The voice of Robert M. Petersen will endure, for those with ears to hear, crackling through the static of our generation like the sound of a far away radio.

--Robert Hunter March, 1988



Image


EDITOR'S PREFACE
to Alleys of the Heart
From time to time Petersen would appear on my doorstep with a new sheaf of poems, or an old one recovered from some half-forgotten corner. I was his depository.

He was a good archivist and editor of his work, careful and meticulous. Alternative drafts exist for only a few poems; in all cases it is clear which is the most recent. In a very few cases, I have invented titles, choosing mostly the first line.
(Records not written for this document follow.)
//! Composable log events
//!
//! An [`Event`] is an immutable predicate tree over log lines. Leaves match any
//! line containing a fixed substring; inner nodes combine two sub-events with
//! AND or OR. Trees are shared freely between subscriptions: all per-request
//! evaluation state lives in [`MatchState`](crate::matcher::MatchState).

use std::fmt;
use std::sync::Arc;

/// A log event expression
#[derive(Debug, Clone, PartialEq, Eq)]
pub enum Event {
    /// Matches any line containing the pattern (case-sensitive)
    Atomic(String),
    /// Satisfied once both sides are satisfied, in any order
    And(Arc<Event>, Arc<Event>),
    /// Satisfied once either side is satisfied
    Or(Arc<Event>, Arc<Event>),
}

impl Event {
    /// Create a leaf event matching lines that contain `pattern`
    pub fn atomic(pattern: impl Into<String>) -> Self {
        Event::Atomic(pattern.into())
    }

    /// Create an event satisfied when both `left` and `right` are
    pub fn and(left: impl Into<Event>, right: impl Into<Event>) -> Self {
        Event::And(Arc::new(left.into()), Arc::new(right.into()))
    }

    /// Create an event satisfied when either `left` or `right` is
    pub fn or(left: impl Into<Event>, right: impl Into<Event>) -> Self {
        Event::Or(Arc::new(left.into()), Arc::new(right.into()))
    }

    /// Combine this event with another using AND
    pub fn and_then(self, other: impl Into<Event>) -> Self {
        Event::and(self, other)
    }

    /// Combine this event with another using OR
    pub fn or_else(self, other: impl Into<Event>) -> Self {
        Event::or(self, other)
    }

    /// Leaf patterns in left-to-right traversal order, duplicates included
    pub fn patterns(&self) -> Vec<&str> {
        let mut patterns = Vec::new();
        self.collect_patterns(&mut patterns);
        patterns
    }

    fn collect_patterns<'a>(&'a self, out: &mut Vec<&'a str>) {
        match self {
            Event::Atomic(pattern) => out.push(pattern),
            Event::And(left, right) | Event::Or(left, right) => {
                left.collect_patterns(out);
                right.collect_patterns(out);
            }
        }
    }

    /// Number of leaves in the tree
    pub fn leaf_count(&self) -> usize {
        match self {
            Event::Atomic(_) => 1,
            Event::And(left, right) | Event::Or(left, right) => {
                left.leaf_count() + right.leaf_count()
            }
        }
    }

    /// Whether this event is a single leaf
    pub fn is_atomic(&self) -> bool {
        matches!(self, Event::Atomic(_))
    }
}

impl From<&str> for Event {
    fn from(pattern: &str) -> Self {
        Event::atomic(pattern)
    }
}

impl From<String> for Event {
    fn from(pattern: String) -> Self {
        Event::Atomic(pattern)
    }
}

impl fmt::Display for Event {
    fn fmt(&self, f: &mut fmt::Formatter<'_>) -> fmt::Result {
        match self {
            Event::Atomic(pattern) => write!(f, "{:?}", pattern),
            Event::And(left, right) => {
                write_operand(f, left)?;
                write!(f, " AND ")?;
                write_operand(f, right)
            }
            Event::Or(left, right) => {
                write_operand(f, left)?;
                write!(f, " OR ")?;
                write_operand(f, right)
            }
        }
    }
}

fn write_operand(f: &mut fmt::Formatter<'_>, event: &Event) -> fmt::Result {
    if event.is_atomic() {
        write!(f, "{}", event)
    } else {
        write!(f, "({})", event)
    }
}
Petersen jumped full-blown into his mature voice with Blue Petre (1964). The consistency after that is remarkable. There are only a few poems which seem too personal or fragmentary to warrant inclusion. Prior to Blue Petre, there is a file of early poems, not included in this collection, which in my view would have detracted from the impact of the mature work.
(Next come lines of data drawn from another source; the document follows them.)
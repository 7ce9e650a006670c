//! Common test utilities

#![allow(dead_code)]

use log_listener::{Listener, ListenerConfig, NodeLog};
use std::io::Write;
use std::path::{Path, PathBuf};
use std::sync::atomic::{AtomicBool, Ordering};
use std::sync::{Arc, Mutex};
use std::time::{Duration, Instant};
use tempfile::TempDir;

/// Install a fmt subscriber once; honours RUST_LOG
pub fn init_tracing() {
    let _ = tracing_subscriber::fmt()
        .with_env_filter(tracing_subscriber::EnvFilter::from_default_env())
        .with_test_writer()
        .try_init();
}

/// Listener settings that keep tests fast
pub fn fast_config() -> ListenerConfig {
    ListenerConfig {
        poll_interval_ms: 10,
        rotation_grace_ms: 50,
        ..ListenerConfig::default()
    }
}

/// A fake node writing to a log file in a scratch directory
///
/// The reported log path can be changed to simulate a restart.
pub struct FakeNode {
    dir: TempDir,
    path: Mutex<PathBuf>,
    alive: AtomicBool,
}

impl FakeNode {
    pub fn new() -> Arc<Self> {
        let dir = tempfile::tempdir().expect("create temp dir");
        let path = dir.path().join("node.log");
        std::fs::write(&path, "").expect("create log file");
        Arc::new(Self {
            dir,
            path: Mutex::new(path),
            alive: AtomicBool::new(true),
        })
    }

    pub fn dir(&self) -> &Path {
        self.dir.path()
    }

    pub fn log_path(&self) -> PathBuf {
        self.path.lock().unwrap().clone()
    }

    /// Start reporting a different log file
    pub fn switch_log(&self, name: &str) -> PathBuf {
        let path = self.dir.path().join(name);
        std::fs::write(&path, "").expect("create log file");
        *self.path.lock().unwrap() = path.clone();
        path
    }

    pub fn set_alive(&self, alive: bool) {
        self.alive.store(alive, Ordering::SeqCst);
    }

    /// Append lines to the current log file
    pub fn log(&self, lines: &[&str]) {
        append_lines(&self.log_path(), lines);
    }

    pub fn attach(self: &Arc<Self>) -> Listener {
        self.attach_with(fast_config())
    }

    pub fn attach_with(self: &Arc<Self>, config: ListenerConfig) -> Listener {
        init_tracing();
        Listener::attach(self.clone(), config).expect("attach listener")
    }
}

impl NodeLog for FakeNode {
    fn current_log_file_path(&self) -> Option<PathBuf> {
        Some(self.log_path())
    }

    fn is_alive(&self) -> bool {
        self.alive.load(Ordering::SeqCst)
    }
}

pub fn append_lines(path: &Path, lines: &[&str]) {
    let mut file = std::fs::OpenOptions::new()
        .create(true)
        .append(true)
        .open(path)
        .expect("open log file");
    for line in lines {
        writeln!(file, "{}", line).expect("write log line");
    }
}

/// Poll `condition` until it holds or `timeout` passes
pub fn wait_until(timeout: Duration, mut condition: impl FnMut() -> bool) -> bool {
    let deadline = Instant::now() + timeout;
    while Instant::now() < deadline {
        if condition() {
            return true;
        }
        std::thread::sleep(Duration::from_millis(5));
    }
    condition()
}

/// Wait until the listener has consumed `count` lines in total
pub fn wait_for_lines(listener: &Listener, count: u64) {
    assert!(
        wait_until(Duration::from_secs(5), || listener.stats().lines_dispatched >= count),
        "listener consumed only {} of {} lines",
        listener.stats().lines_dispatched,
        count
    );
}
Another category of work not included is the prose. This is not extensive and is very early. One exception is the prose that Petersen himself placed in the middle of Fern Rock. Likewise, I have not included the lyrics which he wrote for the Grateful Dead - New Potato Caboose, Pride of Cucamongo and Unbroken Chain. Both the prose and the lyrics, though of value in themselves, seem to me to sit uncomfortably beside Petersen's pure poetic voice.

Unlike the first three sections of the book, which existed as already complete entities, Cabin Fever had to be constructed on the basis of the title which he had told me he intended to use for a new collection of poems. This gave the clue to content; I believe the collection was meant to include those poems written after Far Away Radios - all of these relate to his theme.

The poems are arranged in chronological order, the sequence ending with those poems of Cabin Fever which were written at Wildwood Falls, Oregon, in 1986.

The exception to chronology is the last section, Dream of California. Unlike the previous three, which are Petersen's own collections and titles, this last suggested itself to me upon review of the remaining material. The poems here are nearly all undated. They include the unpublished collection Pecker Poles, which Petersen had cannibalized for Far Away Radios, and several of his longer poems. I have made up my own sequence, choosing to end with Seismic Disturbances, the last fifteen lines of which might well stand as Robert M. Petersen's epitaph, expressing, as they do, the modesty and warm determination of his nature.

In preparing this collection for publication, I am grateful for the help of Bobby's family and friends: Jane and Didrik, Phil Lesh, Laird Grant, Robert Hunter, Mountain Girl and Dick Wilcox.